Of the Law Societies of Upper Canada and Nunavut
1 comment:
I suspect English judges became better after the Union. The Presbyterian church had elected officials with degrees. I suspect this is why their donation school in MB selected teachers with trustees 1/2 a century (1849) before the other churches were forced to lose the conflict of interest. Around 1880, MB's Court permitted equality cases to be tried on the same basis as most other cases; the Province was free of both religious delusions and weakness as well as free of bitterness caused by corruption.
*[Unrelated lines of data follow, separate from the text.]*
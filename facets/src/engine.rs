//! Default planar-segmentation engine.

use crate::segment::{
    FacetSeam, Lambda, PlaneDescriptor, SegmentRequest, SegmentResponse, SegmentationEngine,
};
use aspect::math::normalize_deg;
use geo::{
    geometry::{MultiPoint, Point},
    ConvexHull,
};
use terrainrgb::C;

/// Assignment/refit rounds before a fit is declared converged.
const MAX_ROUNDS: usize = 16;

/// Plane counts swept by `Lambda::Auto`.
const AUTO_CANDIDATES: [usize; 4] = [1, 2, 3, 4];

/// Per-plane penalty applied when scoring candidate fits, so extra planes
/// must buy a real residual reduction.
const PLANE_PENALTY: C = 0.05;

/// Keeps candidate scoring stable when residuals degenerate to float
/// noise on exactly-planar terrain.
const RESIDUAL_FLOOR: C = 1e-6;

/// Upper bound on requested plane counts.
const MAX_PLANES: usize = 16;

/// Least-squares planar decomposition of a stitched raster.
///
/// The plane-count control is interpreted directly: `Single` fits that
/// many planes, `Candidates` fits each count and keeps the best score,
/// `Auto` sweeps a small built-in range. Fitting alternates
/// assign-to-nearest-plane and least-squares refit from column-strip
/// seeds. Seams are the convex hulls of each plane's member pixels.
#[derive(Debug, Clone, Copy, Default)]
pub struct PlanarFit;

impl SegmentationEngine for PlanarFit {
    fn run(&self, request: SegmentRequest) -> Result<SegmentResponse, String> {
        let raster = request.raster;
        let width = raster.width();

        let samples: Vec<(usize, usize, C)> = (0..raster.height())
            .flat_map(|py| (0..width).map(move |px| (px, py)))
            .filter_map(|(px, py)| {
                let z = raster.get(px, py);
                z.is_finite().then_some((px, py, z))
            })
            .collect();
        if samples.is_empty() {
            return Err("no finite elevation samples to segment".to_string());
        }

        let candidates = match &request.lambda {
            Lambda::Single(k) => vec![clamp_planes(*k)],
            Lambda::Candidates(ks) if ks.is_empty() => {
                return Err("empty plane-count candidate list".to_string());
            }
            Lambda::Candidates(ks) => ks.iter().map(|&k| clamp_planes(k)).collect(),
            Lambda::Auto => AUTO_CANDIDATES.to_vec(),
        };

        let cells = raster.data().len();
        let mut best: Option<(C, Fit)> = None;
        for k in candidates {
            let fit = fit_planes(&samples, width, cells, k);
            #[allow(clippy::cast_precision_loss)]
            let score =
                (fit.mean_abs_residual + RESIDUAL_FLOOR) * (1.0 + PLANE_PENALTY * k as C);
            if best.as_ref().map_or(true, |(s, _)| score < *s) {
                best = Some((score, fit));
            }
        }
        let (_, fit) = best.ok_or_else(|| "no candidate fit converged".to_string())?;

        let resolution = raster.resolution();
        let mut planes = Vec::with_capacity(fit.planes.len());
        let mut seams = Vec::with_capacity(fit.planes.len());
        #[allow(clippy::cast_possible_truncation)]
        for (id, (coef, members)) in fit.planes.iter().enumerate() {
            let id = id as u32;
            // Pixel rows grow southward, hence the northward sign flip.
            let gx = coef[0] / resolution;
            let gy = -coef[1] / resolution;
            planes.push(PlaneDescriptor {
                id,
                gx,
                gy,
                iso_bearing_deg: normalize_deg(gy.atan2(-gx).to_degrees()),
            });

            #[allow(clippy::cast_precision_loss)]
            let points: Vec<Point<C>> = members
                .iter()
                .map(|&(px, py)| Point::new(px as C + 0.5, py as C + 0.5))
                .collect();
            let hull = MultiPoint::from(points).convex_hull();
            let vertices = hull.exterior().0.iter().map(|c| (c.x, c.y)).collect();
            seams.push(FacetSeam {
                plane_id: id,
                vertices,
            });
        }

        let labels = request.want_labels.then_some(fit.labels);
        Ok(SegmentResponse {
            raster,
            planes,
            seams,
            labels,
        })
    }
}

/// One converged decomposition.
struct Fit {
    /// (coefficients of z = a*px + b*py + c, member pixels) per retained
    /// plane, indexed by plane id.
    planes: Vec<([C; 3], Vec<(usize, usize)>)>,

    /// Raster-parallel plane ids, -1 where exterior or unretained.
    labels: Vec<i32>,

    mean_abs_residual: C,
}

#[allow(clippy::cast_possible_truncation, clippy::cast_sign_loss)]
fn clamp_planes(k: C) -> usize {
    if k.is_finite() {
        k.round().clamp(1.0, MAX_PLANES as C) as usize
    } else {
        1
    }
}

#[allow(clippy::cast_precision_loss, clippy::cast_possible_truncation)]
fn fit_planes(samples: &[(usize, usize, C)], width: usize, cells: usize, k: usize) -> Fit {
    let k = k.min(samples.len());

    // Seed by vertical strips; columns of a footprint usually straddle
    // any terrain break at least once.
    let mut assign: Vec<usize> = samples
        .iter()
        .map(|&(px, _, _)| (px * k / width).min(k - 1))
        .collect();
    let mut planes: Vec<Option<[C; 3]>> = vec![None; k];

    for _round in 0..MAX_ROUNDS {
        for (plane, coef) in planes.iter_mut().enumerate() {
            *coef = fit_plane(samples, &assign, plane);
        }
        let mut changed = false;
        for (i, &(px, py, z)) in samples.iter().enumerate() {
            let mut nearest = assign[i];
            let mut nearest_residual = C::INFINITY;
            for (plane, coef) in planes.iter().enumerate() {
                let Some(coef) = coef else { continue };
                let residual = (z - eval(coef, px, py)).abs();
                if residual < nearest_residual {
                    nearest_residual = residual;
                    nearest = plane;
                }
            }
            if nearest != assign[i] {
                assign[i] = nearest;
                changed = true;
            }
        }
        if !changed {
            break;
        }
    }
    for (plane, coef) in planes.iter_mut().enumerate() {
        *coef = fit_plane(samples, &assign, plane);
    }

    let mut members: Vec<Vec<(usize, usize)>> = vec![Vec::new(); k];
    let mut residual_sum = 0.0;
    for (i, &(px, py, z)) in samples.iter().enumerate() {
        members[assign[i]].push((px, py));
        if let Some(coef) = planes[assign[i]] {
            residual_sum += (z - eval(&coef, px, py)).abs();
        }
    }
    let mean_abs_residual = residual_sum / samples.len() as C;

    // Retain planes substantial enough to carry a seam polygon.
    let mut labels = vec![-1i32; cells];
    let mut retained = Vec::new();
    let mut remap = vec![-1i32; k];
    for (plane, coef) in planes.iter().enumerate() {
        let Some(coef) = coef else { continue };
        if members[plane].len() < 3 {
            continue;
        }
        remap[plane] = retained.len() as i32;
        retained.push((*coef, std::mem::take(&mut members[plane])));
    }
    for (i, &(px, py, _)) in samples.iter().enumerate() {
        let id = remap[assign[i]];
        if id >= 0 {
            labels[py * width + px] = id;
        }
    }

    Fit {
        planes: retained,
        labels,
        mean_abs_residual,
    }
}

/// Least-squares plane over the samples assigned to `plane`; None with no
/// members, a horizontal mean plane when the system is degenerate.
#[allow(clippy::cast_precision_loss)]
fn fit_plane(samples: &[(usize, usize, C)], assign: &[usize], plane: usize) -> Option<[C; 3]> {
    let mut n = 0.0;
    let (mut sx, mut sy, mut sz) = (0.0, 0.0, 0.0);
    let (mut sxx, mut syy, mut sxy) = (0.0, 0.0, 0.0);
    let (mut sxz, mut syz) = (0.0, 0.0);
    for (i, &(px, py, z)) in samples.iter().enumerate() {
        if assign[i] != plane {
            continue;
        }
        let (x, y) = (px as C, py as C);
        n += 1.0;
        sx += x;
        sy += y;
        sz += z;
        sxx += x * x;
        syy += y * y;
        sxy += x * y;
        sxz += x * z;
        syz += y * z;
    }
    if n == 0.0 {
        return None;
    }
    let mean = sz / n;
    if n < 3.0 {
        return Some([0.0, 0.0, mean]);
    }
    let solved = solve3([[sxx, sxy, sx], [sxy, syy, sy], [sx, sy, n]], [sxz, syz, sz]);
    Some(solved.unwrap_or([0.0, 0.0, mean]))
}

fn eval(coef: &[C; 3], px: usize, py: usize) -> C {
    #[allow(clippy::cast_precision_loss)]
    let (x, y) = (px as C, py as C);
    coef[0] * x + coef[1] * y + coef[2]
}

/// Gaussian elimination with partial pivoting; None when singular.
fn solve3(mut m: [[C; 3]; 3], mut v: [C; 3]) -> Option<[C; 3]> {
    for col in 0..3 {
        let pivot = (col..3).max_by(|&a, &b| {
            m[a][col]
                .abs()
                .partial_cmp(&m[b][col].abs())
                .unwrap_or(std::cmp::Ordering::Equal)
        })?;
        if m[pivot][col].abs() < 1e-9 {
            return None;
        }
        m.swap(col, pivot);
        v.swap(col, pivot);
        for row in (col + 1)..3 {
            let factor = m[row][col] / m[col][col];
            for c in col..3 {
                m[row][c] -= factor * m[col][c];
            }
            v[row] -= factor * v[col];
        }
    }
    let mut out = [0.0; 3];
    for row in (0..3).rev() {
        let mut acc = v[row];
        for c in (row + 1)..3 {
            acc -= m[row][c] * out[c];
        }
        out[row] = acc / m[row][row];
    }
    Some(out)
}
The culture that started the Province allowed it to select the best Court system on Earth as well as the best non-specialized education. I suspect such persons would be good for deciding how to use double-edged CNTs for good and how to ensure drones are used to surveil for robots and not how to hack them for evil. I would think using autonomous vehicles for surveilling against robots and affixing sensors to them constitutes the public interest...I'm wondering when it gets political...
A better system of preventing WMDs would naturally emerge from such people; I'm hoping brain imaging will help pick them out and I'm hoping spies and terrorists can be granted leniency for brain imaging probation. Maybe two weeks after Fukushima, there would've been time to brain image the actors...
I suspect a political science degree is a little better than is a law degree for forming what comes next; it would be interesting to know which judges have the right stuff, that Hobart, Douglas, Greenway, Simpson had.